JACKSON, Miss. (WLOX) - State Superintendent of Education Carey Wright held a press conference just as school districts across the state were returning some of their students to in person-classes for some of the first times since March.
Just hours before the press conference, the State Board of Education voted to give an optional 10-day waiver to districts who choose to delay their start date.
State law requires Mississippi schools to operate 180 days each school year, but Wright said this waiver will give districts flexibility in planning when to open schools in consideration to the number of cases in their area.
Another piece of new information revealed Thursday is that the board had approved a vendor to provide 400,000 devices for districts across the state.
Wright said the department surveyed all districts asking about the need for devices. Wright said about $150 million is going toward purchasing devices for school districts and $50 million will go to improving broadband and connectivity. Wright also said the devices will be able to connect through WiFi or cellular data. Wright said school districts can expect to start seeing these devices in September and possibly into October.

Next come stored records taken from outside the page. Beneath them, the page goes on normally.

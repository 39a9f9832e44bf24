use yew::prelude::*;

use crate::content::{self, Action, ACTIONS, LOGO};
use crate::theme;

fn action_link(action: &Action) -> Html {
    html! {
        <a
            class={classes!("btn", action.kind.class())}
            href={action.href}
            target="_blank"
            rel="noopener noreferrer"
        >
            { action.label }
        </a>
    }
}

/// The landing page. Takes no props and holds no state.
#[function_component(App)]
pub fn app() -> Html {
    html! {
        <div class="page">
            <style>{ theme::stylesheet() }</style>
            <main class="stage">
                // Above the fold: load eagerly at high priority.
                <img
                    src={LOGO.src}
                    alt={LOGO.alt}
                    width={LOGO.width.to_string()}
                    height={LOGO.height.to_string()}
                    loading="eager"
                    fetchpriority="high"
                    decoding="sync"
                />
                <div class="copy">
                    <h1 class="title">{ content::TITLE }</h1>
                    <p class="subtitle">{ content::SUBTITLE }</p>
                    <p class="byline">{ content::BYLINE }</p>
                </div>
                <div class="actions">
                    { for ACTIONS.iter().map(action_link) }
                </div>
            </main>
        </div>
    }
}
//! "How to Use Claude Code at Datacor" talk page (Rust + Yew + WASM).

mod app;
pub mod content;
pub mod theme;

pub use app::App;

/// Renders `App` to static markup. Nothing hydrates this page, so the
/// output carries no hydration markers.
pub async fn render_static() -> String {
    yew::ServerRenderer::<App>::new()
        .hydratable(false)
        .render()
        .await
}

/// Wraps server-rendered markup in a standalone HTML document.
pub fn document(body: &str) -> String {
    format!(
        "<!DOCTYPE html>\n\
         <html lang=\"en\">\n\
         <head>\n\
         <meta charset=\"utf-8\">\n\
         <meta name=\"viewport\" content=\"width=device-width, initial-scale=1\">\n\
         <title>{title}</title>\n\
         </head>\n\
         <body>{body}</body>\n\
         </html>\n",
        title = content::TITLE,
    )
}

Districts were also able to purchases devices throughout the summer and are able to send those receipts to the state Department of Education to be reimbursed with funds from the CARES Act. Wright said districts were given rules for allowable expenses well in advance for planning purposes.
According to Harrison County Superintendent Roy Gill, his district is approved to buy devices for the students who need to do virtual learning but don’t have the technology.
Gill said they can’t place the order until Sept. 1, and the delivery date is projected to be in November.
On the first day of school, Gill said five parents called for help with the online learning portal and they all got logged into their accounts.
“Our Tech department has really made sure that have monitored everything closely today,” Gill said. “They have not seen any issues with the loads coming in with all of ours, and we prepared every teacher, not just single teachers to go virtual. Our platform Schoolagey, every teacher has the capability. Because there will be times where we have issues, where any particular class at any given time will have to go virtual.”
Once superintendents get through will transitioning students back to in-person classes, Wright plans to discuss with superintendents how to implement benchmarks assessments for the beginning of the school year.
While Wright did say she trusts superintendents, explaining how she had recently spoken to Bonita Coleman with the Ocean Springs School District and Coleman reported a good first day, she would not be surprised if a situation like at the Corinth School District happened again, where a school had to shut down because of a positive COVID-19 test.